Pour harmoniser ses désirs et les habitudes qui en découlent avec l'effort principal d'augmenter sa puissance d'exister en accord avec la nature, traquer les fausses satisfactions (imaginaires) qui conduisent aux mauvaises motivations et voir dans quelle mesure elles ne cadrent pas avec le modèle de l'homme libre : ces petits films qu'on se fait qui éveillent immédiatement en nous des affects qui sont le mouvement intérieur d'où les mouvements extérieurs sortent. Chercher du côté de ce qui excite notre désir de vengeance, le ressentiment, la haine et la colère (ex. certes je n'arrive pas à vivre mon rêve de célébrité mais "ce n´est pas ma faut´ mais cell´ du public qui n´a rien compris" et d'ailleurs "on ne m'a jamais accordé ma chance"). Aussitôt, ou parallèlement, chercher ce qui nous permet d'inventer des pseudo-culpabilités qui nous évitent d'évoluer et qui nous empêchent de faire face aux sentiments d'être humilié, rabaissé, vaincu ("j'étais trop pur, ou trop en avance"). Et bien sûr l'humiliation et l'abjection sont inséparables également de l'orgueil ou vanité ("Je m´voyais déjà en haut de l´affiche - En dix fois plus gros que n´importe qui mon nom s´étalait..."), ce qui est lié aussi à la surestime ou engouement envers autrui ("Je m´voyais déjà en photographie
Au bras d´une star l´hiver dans la neige, l´été au soleil")...

On a donc comme outil de travail sur soi ce que Paul Diel, un autre lecteur de Spinoza, appelait "le carré de la fausse motivation" : vanité, sentimentalité, culpabilité, accusation.

Je me réjouis de voir qu'Explorer a écrit un livre de spinozisme pratique, cela n'est pas si courant. Qu'il soit assuré que s'il continue de nous entretenir plus en détail de certains éléments de son livre, cela ne nous empêchera pas de désirer en savoir encore davantage sur son livre en allant y voir de plus près.

Je signale aussi ce blog pour ceux qui ne le connaissent pas : http://vivrespinoza.wordpress.com/
Cet article par exemple traite du tabagisme et des moyens spinozistes de s'en libérer (à mon avis cela ne tient pas encore assez compte de certains détails de la vie affective mais c'est un bon début)

Quant à la question du monachisme, je rejoins l'avis général pour dire que c'est là une lecture qui fait l'impasse sur bien des passages de Spinoza qui loin d'exclure la sensualité de la vie bonne, l'intègre comme participation à la puissance créative de la nature '"il est d'un homme sage de se réparer par une nourriture modérée et agréable, de charmer ses sens du parfum et de l'éclat verdoyant des plantes etc." E4P45C2S).
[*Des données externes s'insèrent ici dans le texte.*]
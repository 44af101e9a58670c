//! # Tweet Source Library
//!
//! A data-source connector that looks up tweets through the Twitter/X API v2
//! recent search endpoint and normalizes them for the next stage of a
//! "source → process → sink" pipeline.
//!
//! ## Features
//!
//! - Query construction from keywords, hashtags, usernames and operators
//! - Twitter/X API v2 search with Bearer Token authentication and pagination
//! - Author resolution from the `includes.users` expansion
//! - Tweet text cleaning and trailing URL extraction
//! - Scheduled lookups with a cron expression
//! - Structured logging
//!
//! ## Configuration
//!
//! Credentials are read from an optional TOML file and overlaid with:
//! - `SEARCHTWEETS_BEARER_TOKEN`: Bearer Token for the search endpoint
//! - `SEARCHTWEETS_ENDPOINT`: Search endpoint (defaults to recent search)
//!
//! ## Example
//!
//! ```rust,no_run
//! use tweet_source::{SearchConfig, TwitterSource};
//!
//! #[tokio::main]
//! async fn main() {
//!     let config = SearchConfig {
//!         keywords: Some(vec!["rust".to_string(), "tokio".to_string()]),
//!         max_tweets: 20,
//!         ..Default::default()
//!     };
//!     let responses = TwitterSource::new().lookup(&config).await.unwrap();
//!     for response in responses {
//!         println!("{}: {}", response.source_name, response.processed_text);
//!     }
//! }
//! ```

pub mod config;
pub mod cronjob;
pub mod error;
pub mod source;
pub mod twitter;

// Re-export commonly used types and functions
pub use config::{SearchConfig, DEFAULT_MAX_TWEETS};
pub use cronjob::{run_lookup_job, start_lookup_cronjob};
pub use error::{Result, SourceError};
pub use source::{get_tweet_url, SourceResponse, TwitterSource, SOURCE_NAME};
pub use twitter::{
    build_query, ApiSearchClient, Credentials, SearchClient, TextCleaner, TweetPreprocessor,
};
//! The Twitter source: lookup orchestration and output normalization.
//!
//! A lookup validates its [`SearchConfig`], loads credentials, builds the query,
//! runs the search, reshapes the returned records and normalizes every tweet into
//! a [`SourceResponse`] for the next pipeline stage.

use log::{debug, info};
use serde::{Deserialize, Serialize};
use serde_json::Value;

use crate::config::SearchConfig;
use crate::error::{Result, SourceError};
use crate::twitter::{
    attach_author, build_author_map, build_query, partition_pages, ApiSearchClient,
    RequestParams, SearchClient, TextCleaner, TweetPreprocessor,
};

/// Label attached to every response of this source.
pub const SOURCE_NAME: &str = "Twitter";

/// One normalized tweet handed to downstream stages.
#[derive(Debug, Clone, PartialEq, Serialize, Deserialize)]
pub struct SourceResponse {
    /// Tweet text with links, mentions and other noise removed
    pub processed_text: String,
    /// URL found at the very end of the tweet text
    pub tweet_url: Option<String>,
    /// Original tweet record plus "author_info" and "tweet_url"
    pub meta: Value,
    pub source_name: String,
}

/// Returns the first URL whose span ends exactly at the end of `text`.
///
/// Spans are byte offsets, so the comparison is against `text.len()`.
pub fn get_tweet_url<T: TextCleaner + ?Sized>(cleaner: &T, text: &str) -> Option<String> {
    let last_index = text.len();
    cleaner
        .parse(text)
        .urls
        .into_iter()
        .find(|url| url.end_index == last_index)
        .map(|url| url.matched)
}

fn join_fields(fields: &Option<Vec<String>>) -> Option<String> {
    fields.as_ref().map(|list| list.join(","))
}

/// Looks up tweets through a [`SearchClient`] and cleans them with a
/// [`TextCleaner`].
#[derive(Debug, Clone)]
pub struct TwitterSource<C = ApiSearchClient, T = TweetPreprocessor> {
    client: C,
    cleaner: T,
}

impl TwitterSource {
    /// Creates a source backed by the Twitter API v2 and the default preprocessor.
    pub fn new() -> Self {
        TwitterSource {
            client: ApiSearchClient::new(),
            cleaner: TweetPreprocessor::new(),
        }
    }
}

impl Default for TwitterSource {
    fn default() -> Self {
        Self::new()
    }
}

impl<C, T> TwitterSource<C, T>
where
    C: SearchClient,
    T: TextCleaner,
{
    pub fn with_collaborators(client: C, cleaner: T) -> Self {
        TwitterSource { client, cleaner }
    }

    pub fn client(&self) -> &C {
        &self.client
    }

    pub fn cleaner(&self) -> &T {
        &self.cleaner
    }

    /// Runs one lookup and returns the normalized tweets.
    ///
    /// # Returns
    ///
    /// - `Ok(Vec<SourceResponse>)`: One response per tweet, empty when nothing matched
    /// - `Err(SourceError::InvalidInput)`: If no selector is set; nothing else is called
    /// - `Err(SourceError)`: Any credential, network or response error, unchanged
    pub async fn lookup(&self, config: &SearchConfig) -> Result<Vec<SourceResponse>> {
        config.validate()?;

        // Load credentials
        let credentials = self
            .client
            .load_credentials(config.twitter_config_filename.as_deref(), true)?;

        // Build the query and the request parameters
        let query = build_query(
            config.query.as_deref(),
            config.keywords.as_deref(),
            config.hashtags.as_deref(),
            config.usernames.as_deref(),
            config.operators.as_deref(),
        );
        info!("Starting tweet search with query: '{}'", query);

        let request = self.client.gen_request_parameters(RequestParams {
            query,
            results_per_call: config.max_tweets,
            place_fields: join_fields(&config.place_fields),
            expansions: join_fields(&config.expansions),
            user_fields: join_fields(&config.user_fields),
            tweet_fields: join_fields(&config.tweet_fields),
            since_id: config.since_id,
            until_id: config.until_id,
            start_time: config.lookup_period.clone(),
        })?;

        // Run the search
        let pages = self
            .client
            .collect_results(&request, config.max_tweets, &credentials)
            .await?;

        if pages.is_empty() {
            info!("No Tweets found");
            return Ok(Vec::new());
        }

        // Split the pages and resolve authors
        let results = partition_pages(pages);
        let author_map = build_author_map(&results.users);
        debug!("Resolved {} authors", author_map.len());

        if let Some(meta) = &results.meta {
            info!("Twitter API meta_info='{}'", meta);
        }

        // Normalize each tweet
        results
            .tweets
            .iter()
            .map(|tweet| self.normalize(&attach_author(tweet, &author_map)))
            .collect()
    }

    /// Normalizes one tweet record.
    ///
    /// The record is copied, never modified, so normalizing the same tweet twice
    /// yields equal responses.
    ///
    /// # Returns
    ///
    /// - `Ok(SourceResponse)`: The cleaned text, trailing URL and enriched record
    /// - `Err(SourceError::MalformedRecord)`: If "text" is missing or not a string
    pub fn normalize(&self, tweet: &Value) -> Result<SourceResponse> {
        let text = tweet
            .get("text")
            .and_then(Value::as_str)
            .ok_or_else(|| SourceError::MalformedRecord("tweet has no text".to_string()))?;

        let tweet_url = get_tweet_url(&self.cleaner, text);
        let processed_text = self.cleaner.clean(text);

        let mut meta = tweet.clone();
        if let Some(fields) = meta.as_object_mut() {
            fields.insert(
                "tweet_url".to_string(),
                tweet_url.clone().map_or(Value::Null, Value::String),
            );
        }

        Ok(SourceResponse {
            processed_text,
            tweet_url,
            meta,
            source_name: SOURCE_NAME.to_string(),
        })
    }
}

#[cfg(test)]
mod tests {
    use super::*;
    use serde_json::json;

    fn source() -> TwitterSource {
        TwitterSource::new()
    }

    #[test]
    fn test_trailing_url_is_extracted() {
        let cleaner = TweetPreprocessor::new();
        assert_eq!(
            get_tweet_url(&cleaner, "Check this out https://x.co/abc").as_deref(),
            Some("https://x.co/abc")
        );
        assert_eq!(get_tweet_url(&cleaner, "https://x.co/abc is cool"), None);
        assert_eq!(get_tweet_url(&cleaner, "no links here"), None);
    }

    #[test]
    fn test_trailing_url_ignores_closing_punctuation() {
        let cleaner = TweetPreprocessor::new();
        // The URL ends before the ')' or '.', so it is not the trailing span.
        assert_eq!(get_tweet_url(&cleaner, "Look (https://x.co/a)"), None);
        assert_eq!(get_tweet_url(&cleaner, "ends with url https://x.co/c."), None);

        let parsed = source().cleaner().parse("Look (https://x.co/a)");
        assert_eq!(parsed.urls[0].matched, "https://x.co/a");
    }

    #[test]
    fn test_normalize_keeps_url_out_of_meta_on_trailing_period() {
        let response = source()
            .normalize(&json!({"id": "1", "text": "ends with url https://x.co/c."}))
            .unwrap();
        assert_eq!(response.tweet_url, None);
        assert_eq!(response.processed_text, "ends with url .");
    }

    #[test]
    fn test_trailing_url_after_multibyte_text() {
        let cleaner = TweetPreprocessor::new();
        assert_eq!(
            get_tweet_url(&cleaner, "café ☕ https://x.co/c").as_deref(),
            Some("https://x.co/c")
        );
    }

    #[test]
    fn test_normalize_builds_response() {
        let tweet = json!({
            "id": "1",
            "text": "Great release @rustlang https://t.co/xyz",
            "author_info": {"id": "7", "username": "alice"}
        });
        let response = source().normalize(&tweet).unwrap();

        assert_eq!(response.processed_text, "Great release");
        assert_eq!(response.tweet_url.as_deref(), Some("https://t.co/xyz"));
        assert_eq!(response.meta["tweet_url"], "https://t.co/xyz");
        assert_eq!(response.meta["author_info"]["username"], "alice");
        assert_eq!(response.source_name, "Twitter");
    }

    #[test]
    fn test_normalize_sets_null_url() {
        let response = source()
            .normalize(&json!({"id": "1", "text": "https://x.co/abc is cool"}))
            .unwrap();
        assert_eq!(response.tweet_url, None);
        assert_eq!(response.meta["tweet_url"], Value::Null);
    }

    #[test]
    fn test_normalize_is_idempotent() {
        let tweet = json!({"id": "1", "text": "same text https://x.co/1"});
        let first = source().normalize(&tweet).unwrap();
        let second = source().normalize(&tweet).unwrap();
        assert_eq!(first, second);
        assert!(tweet.get("tweet_url").is_none());
    }

    #[test]
    fn test_normalize_rejects_missing_text() {
        let result = source().normalize(&json!({"id": "1", "text": 5}));
        assert!(matches!(result, Err(SourceError::MalformedRecord(_))));
    }
}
Que Spinoza, comme Nietzsche, se soient trouvés dans l'impossibilité de se marier et d'avoir des enfants, ne les a pas amené à faire de cette impossibilité un motif de ressentiment contre le mariage et la sexualité en général. Justifier cette position par un dualisme du corps qui serait mortel et de l'esprit qui serait éternel/immortel conduit à rendre inintelligible une thèse forte et essentielle de notre auteur "un mode de l'étendue et l'idée de ce mode ne font qu'une seule et même chose exprimée de deux manières" (E2P7S) Mais c'est déjà un débat ancien que nous avons ici avec Shub-Niggurath. Je soutiens pour ma part que le corps comme l'esprit sont mortels, et que l'esprit comme le corps sont éternels (l'éternité n'étant pas l'immortalité).